Author: Cleo Lebron

I’ve been lost for so long that finding myself has become a full time task. I’m not sure if it’s unusual that I can pinpoint the left turn my life took from being a happy carefree child to one of self judgement and the constant need for validation, but as sure as I know what birth feels like is as sure as I am about the point in time where I first blinked and couldn’t recognize myself anymore. I remember being a girl, jubilant and lively, moving with ease among friends and knowing nothing to be ashamed of. I answered the phone one morning as I was getting ready for another typical 5th grade day; it was for my father. I’ve played that call in my mind over and over for years and it never changes; I pass the phone to its intended recipient and within minutes I am watching my father being taken away in handcuffs. No one is crying, it’s not hysterical, in fact its a rather placid scene and I sometimes wonder what the expression on my face might’ve said. I don’t remember welling up with tears and I’m certain I asked not a single question. From the staircase I stared as time itself warped and life as I knew it swirled. I rode the bus in silence that day, feeling myself shrink smaller and smaller still knowing that once I arrived at school the lies would hatch instinctively.

From that day I carried with me the weight of counterfeit smiles and feigned engagements. No longer could I remember what it felt to be at ease with myself let alone with peers. Doubt circled and consumed, anxiety leeched and bred itself freely. Years would be spent pretending and impersonating, deluding even my own self until all those once certain sensibilities became something to untangle and interpret. Restless for validation and purpose, I became eager for the attention of male counterparts.

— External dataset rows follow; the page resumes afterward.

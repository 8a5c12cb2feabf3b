//! End-to-end tests for the poll-driven frame channel.
//!
//! These drive a `CommChannel` against a scripted in-memory transport and a
//! manually advanced clock, so every timeout path is deterministic.

use std::cell::RefCell;
use std::collections::VecDeque;
use std::rc::Rc;

use crossbeam_channel::{bounded, Receiver};
use ncplink_channel::{
    ByteTransport, ChannelConfig, CommChannel, ManualClock, PollOutcome, TransmitStatus,
    TransportError, TxFailure,
};
use ncplink_protocol::{Frame, FrameKind, ACK, NAK};

#[derive(Default)]
struct ScriptedInner {
    rx: VecDeque<u8>,
    writes: Vec<Vec<u8>>,
}

/// Transport double the test can feed and inspect while the channel owns a
/// clone of it.
#[derive(Clone, Default)]
struct ScriptedTransport {
    inner: Rc<RefCell<ScriptedInner>>,
}

impl ScriptedTransport {
    fn feed(&self, bytes: &[u8]) {
        self.inner.borrow_mut().rx.extend(bytes.iter().copied());
    }

    fn writes(&self) -> Vec<Vec<u8>> {
        self.inner.borrow().writes.clone()
    }

    /// Count single-byte control writes with the given value.
    fn control_count(&self, value: u8) -> usize {
        self.inner
            .borrow()
            .writes
            .iter()
            .filter(|w| w.as_slice() == [value])
            .count()
    }

    /// Writes that look like frames (more than one byte).
    fn frame_writes(&self) -> Vec<Vec<u8>> {
        self.inner
            .borrow()
            .writes
            .iter()
            .filter(|w| w.len() > 1)
            .cloned()
            .collect()
    }
}

impl ByteTransport for ScriptedTransport {
    fn bytes_available(&self) -> bool {
        !self.inner.borrow().rx.is_empty()
    }

    fn read_byte(&mut self) -> Option<u8> {
        self.inner.borrow_mut().rx.pop_front()
    }

    fn write(&mut self, bytes: &[u8]) -> Result<(), TransportError> {
        self.inner.borrow_mut().writes.push(bytes.to_vec());
        Ok(())
    }
}

struct Fixture {
    channel: CommChannel<ScriptedTransport, ManualClock>,
    transport: ScriptedTransport,
    clock: ManualClock,
    delivered: Receiver<Frame>,
}

fn fixture(config: ChannelConfig) -> Fixture {
    let transport = ScriptedTransport::default();
    let clock = ManualClock::new();
    let (tx, rx) = bounded(16);
    let channel = CommChannel::new(transport.clone(), clock.clone(), config, tx);
    Fixture {
        channel,
        transport,
        clock,
        delivered: rx,
    }
}

fn wire(kind: FrameKind, command: u8, payload: &[u8]) -> Vec<u8> {
    Frame::new(kind, command, payload.to_vec())
        .unwrap()
        .encode()
        .unwrap()
}

#[test]
fn test_idle_poll() {
    let mut f = fixture(ChannelConfig::default());
    assert_eq!(f.channel.poll(), PollOutcome::Idle);
}

#[test]
fn test_receive_delivers_and_acks() {
    let mut f = fixture(ChannelConfig::default());
    f.transport.feed(&wire(FrameKind::Request, 0x04, &[1, 2]));

    assert_eq!(f.channel.poll(), PollOutcome::FrameReceived);

    let frame = f.delivered.try_recv().unwrap();
    assert_eq!(frame.command, 0x04);
    assert_eq!(frame.payload, vec![1, 2]);
    assert_eq!(f.transport.control_count(ACK), 1);
}

#[test]
fn test_corrupted_frame_naked_not_delivered() {
    let mut f = fixture(ChannelConfig::default());
    let mut bytes = wire(FrameKind::Request, 0x04, &[1, 2]);
    let last = bytes.len() - 1;
    bytes[last] ^= 0x01;
    f.transport.feed(&bytes);

    assert_eq!(f.channel.poll(), PollOutcome::FrameError);
    assert!(f.delivered.try_recv().is_err());
    assert_eq!(f.transport.control_count(NAK), 1);
    assert_eq!(f.transport.control_count(ACK), 0);
}

#[test]
fn test_duplicate_one_delivery_two_acks() {
    let mut f = fixture(ChannelConfig::default());
    let bytes = wire(FrameKind::Request, 0x04, &[1, 2]);

    f.transport.feed(&bytes);
    assert_eq!(f.channel.poll(), PollOutcome::FrameReceived);

    f.clock.advance_ms(100);
    f.transport.feed(&bytes);
    // Re-acked but not re-delivered.
    assert_eq!(f.channel.poll(), PollOutcome::Idle);

    assert_eq!(f.delivered.try_iter().count(), 1);
    assert_eq!(f.transport.control_count(ACK), 2);
}

#[test]
fn test_repeat_after_window_is_new_delivery() {
    let config = ChannelConfig {
        dedup_window_ms: 500,
        ..ChannelConfig::default()
    };
    let mut f = fixture(config);
    let bytes = wire(FrameKind::Request, 0x04, &[1, 2]);

    f.transport.feed(&bytes);
    assert_eq!(f.channel.poll(), PollOutcome::FrameReceived);

    f.clock.advance_ms(600);
    f.transport.feed(&bytes);
    assert_eq!(f.channel.poll(), PollOutcome::FrameReceived);

    assert_eq!(f.delivered.try_iter().count(), 2);
}

#[test]
fn test_transmit_acked() {
    let mut f = fixture(ChannelConfig::default());
    let handle = f
        .channel
        .transmit(FrameKind::Request, 0x04, vec![1, 2])
        .unwrap();
    assert_eq!(handle.status(), TransmitStatus::InFlight);

    f.transport.feed(&[ACK]);
    assert_eq!(f.channel.poll(), PollOutcome::FrameSent);
    assert_eq!(handle.status(), TransmitStatus::Delivered);
    assert!(handle.acked());
}

#[test]
fn test_transmit_busy_until_done() {
    let mut f = fixture(ChannelConfig::default());
    let _handle = f
        .channel
        .transmit(FrameKind::Request, 0x04, vec![])
        .unwrap();
    assert!(f.channel.is_busy());
    assert!(f.channel.transmit(FrameKind::Request, 0x05, vec![]).is_err());

    f.transport.feed(&[ACK]);
    f.channel.poll();
    assert!(!f.channel.is_busy());
    assert!(f.channel.transmit(FrameKind::Request, 0x05, vec![]).is_ok());
}

#[test]
fn test_silent_peer_exhausts_retries() {
    // max_retries = 2: three identical transmissions, then failure.
    let config = ChannelConfig {
        ack_timeout_ms: 1000,
        max_retries: 2,
        ..ChannelConfig::default()
    };
    let mut f = fixture(config);
    let handle = f
        .channel
        .transmit(FrameKind::Request, 0x04, vec![9])
        .unwrap();

    f.clock.advance_ms(1000);
    assert_eq!(f.channel.poll(), PollOutcome::Idle); // retransmission 1
    f.clock.advance_ms(1000);
    assert_eq!(f.channel.poll(), PollOutcome::Idle); // retransmission 2
    f.clock.advance_ms(1000);
    assert_eq!(f.channel.poll(), PollOutcome::TxTimeout);

    let frames = f.transport.frame_writes();
    assert_eq!(frames.len(), 3);
    assert!(frames.iter().all(|w| w == &frames[0]));
    assert_eq!(handle.status(), TransmitStatus::Failed(TxFailure::Timeout));

    // The channel remains usable for the next transmission.
    assert!(f.channel.transmit(FrameKind::Request, 0x05, vec![]).is_ok());
}

#[test]
fn test_nak_triggers_single_retransmission() {
    let mut f = fixture(ChannelConfig::default());
    let handle = f
        .channel
        .transmit(FrameKind::Request, 0x04, vec![7])
        .unwrap();

    f.transport.feed(&[NAK]);
    assert_eq!(f.channel.poll(), PollOutcome::Idle);
    assert_eq!(f.transport.frame_writes().len(), 2);

    f.transport.feed(&[ACK]);
    assert_eq!(f.channel.poll(), PollOutcome::FrameSent);
    assert_eq!(handle.status(), TransmitStatus::Delivered);
}

#[test]
fn test_can_aborts_outstanding_transmission() {
    let mut f = fixture(ChannelConfig::default());
    let handle = f
        .channel
        .transmit(FrameKind::Request, 0x04, vec![7])
        .unwrap();

    f.transport.feed(&[ncplink_protocol::CAN]);
    assert_eq!(f.channel.poll(), PollOutcome::TxTimeout);
    assert_eq!(
        handle.status(),
        TransmitStatus::Failed(TxFailure::Cancelled)
    );
    assert!(!f.channel.is_busy());
}

#[test]
fn test_byte_timeout_then_clean_reassembly() {
    let config = ChannelConfig {
        byte_timeout_ms: 150,
        ..ChannelConfig::default()
    };
    let mut f = fixture(config);
    let bytes = wire(FrameKind::Request, 0x04, &[1, 2, 3]);

    // First half of a frame, then a stall past the byte deadline.
    f.transport.feed(&bytes[..4]);
    assert_eq!(f.channel.poll(), PollOutcome::Idle);
    f.clock.advance_ms(200);
    assert_eq!(f.channel.poll(), PollOutcome::RxTimeout);
    assert!(f.delivered.try_recv().is_err());

    // A complete, well-formed frame afterwards assembles normally.
    f.transport.feed(&bytes);
    assert_eq!(f.channel.poll(), PollOutcome::FrameReceived);
    assert_eq!(f.delivered.try_recv().unwrap().payload, vec![1, 2, 3]);
}

#[test]
fn test_received_frame_outranks_tx_timeout() {
    // A received frame and an exhausted transmission in the same poll:
    // FrameReceived is the more significant outcome.
    let config = ChannelConfig {
        ack_timeout_ms: 1000,
        max_retries: 0,
        ..ChannelConfig::default()
    };
    let mut f = fixture(config);
    let _handle = f
        .channel
        .transmit(FrameKind::Request, 0x04, vec![])
        .unwrap();

    f.clock.advance_ms(1000);
    f.transport.feed(&wire(FrameKind::Response, 0x04, &[0x42]));
    assert_eq!(f.channel.poll(), PollOutcome::FrameReceived);
}

#[test]
fn test_noise_before_frame_is_harmless() {
    let mut f = fixture(ChannelConfig::default());
    f.transport.feed(&[0xFF, 0x55, 0x7E]);
    f.transport.feed(&wire(FrameKind::Request, 0x04, &[1]));

    assert_eq!(f.channel.poll(), PollOutcome::FrameReceived);
    assert_eq!(f.delivered.try_iter().count(), 1);
}

#[test]
fn test_runtime_timeout_tunables() {
    let mut f = fixture(ChannelConfig::default());
    assert_eq!(f.channel.ack_timeout_ms(), 1600);
    f.channel.set_ack_timeout_ms(800);
    assert_eq!(f.channel.ack_timeout_ms(), 800);

    assert_eq!(f.channel.byte_timeout_ms(), 150);
    f.channel.set_byte_timeout_ms(250);
    assert_eq!(f.channel.byte_timeout_ms(), 250);
}

#[test]
fn test_oversized_payload_rejected_before_io() {
    let mut f = fixture(ChannelConfig::default());
    let err = f
        .channel
        .transmit(FrameKind::Request, 0x04, vec![0; 178])
        .unwrap_err();
    assert!(matches!(err, ncplink_channel::ChannelError::Protocol(_)));
    assert!(f.transport.writes().is_empty());
    assert!(!f.channel.is_busy());
}

#[test]
fn test_duplex_receive_while_awaiting_ack() {
    // An incoming frame from the peer must be handled while our own
    // transmission is still awaiting its ACK.
    let mut f = fixture(ChannelConfig::default());
    let handle = f
        .channel
        .transmit(FrameKind::Request, 0x04, vec![1])
        .unwrap();

    f.transport.feed(&wire(FrameKind::Request, 0x20, &[5]));
    assert_eq!(f.channel.poll(), PollOutcome::FrameReceived);
    assert_eq!(handle.status(), TransmitStatus::InFlight);

    f.transport.feed(&[ACK]);
    assert_eq!(f.channel.poll(), PollOutcome::FrameSent);
    assert_eq!(handle.status(), TransmitStatus::Delivered);
}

What was a confusing time for any teen morphed into a full blown production of tell me what to be, I’ll be. There’s a lot of talk about teen girls and how impressionable they can be but I wonder if adults who’ve graduated from those years of newly sprouted breasts and red signatures of a womanhood forget the gravity of such tumultuous changes. Books detailing the changes in my anatomy fascinated me but there was little talk about how I was to navigate this commencement. Older women in my life were sure to give me nickels to hold between my knees as if coins were enough convince me that the stares of men meant anything short of everything to a girl who knows nothing of owning herself. And even if they did tell me that what I choose to do with my body was my indeed choice I must not have heard it often enough or loudly enough to drown out all of the other messages in my metaphorical inbox, maybe they ended up in the spam folder. In reflection, I amuse myself with rewritten encounters, fashioned as a self assured young woman who is convinced that she singularly and powerfully owns herself. Instead, my years were spent persuaded that my blossoming frame was the property of either my parent or my boyfriends, never quite sure if it was one or the other or both. Whether I belonged to my mother or my lover, it was apparent that I didn’t belong to myself. And so it was.

No longer a virgin, the men in my life had their minds made up that since I had already given away the most coveted fruit surely I would welcome them into my orchard, but this presented a challenge. Well aware of the game that men play with girls (and later, women), I struggled to find a balance between being exclusive enough to remain desirable and indulgent enough to be worth the chase. I realize now, as an adult, that the odds were much more stacked against me than I could ever have hoped to overcome. Without the reason or confidence to opt out, I played. In the arena was every female classmate, neighbor, and stranger alike and at the judges table sat every man. In this atmosphere of competition my cancerous distrust and distaste for other women took root and flourished. It wouldn’t be until adulthood that I recognized the simple and obvious truth of this game: every woman loses.

High school flew by as I crashed into lovers who knew nothing of loving me and I, so lacking in loving my own self, knew not how to instruct them. A most distinguished one of them would later become my life partner, but that is a story for another day; let it be noted, however briefly, that he was the beginning of stability in a life that had altogether lost sight of security and self assuredness.

A more compelling version of Christianity found me as a late teen. Although I don’t hold the same views as I did then, I am thankful for the portion of calm that I experienced in that period. Already with a head start on my aversion and loathing for other women, respectability politics thrived. I found a new way of liking myself, even though I would later determine it to be baseless. It wasn’t that I learned to like myself, it was that I thought I was winning the Battle of the Femmes.

Life has a way of correcting you. And winking.

Figuring it out but never quite figured out, it wasn’t until I was 22 and pregnant that I first began to truly stare at and dissect the complexities of femalehood in a patriarchal society. Through listening to other women speak of their feminine confidence my own foundation was laid. My reflection became clearer in them and soon I heard whispers of the girl I knew before that fateful phone call.  Digging my nails in and peeling back the layers, those whispers thickened until a hoarse and unpracticed cry sprang forth; shaving more I uncovered a voice. The more I excavated the more feverishly my shovel struck. Exposing the lies I believed, the lies I told, a light was found; *I* was found. With every ounce I shed, that forgotten girl, that once small whisper, that once raspy voice swells…and now, I roar.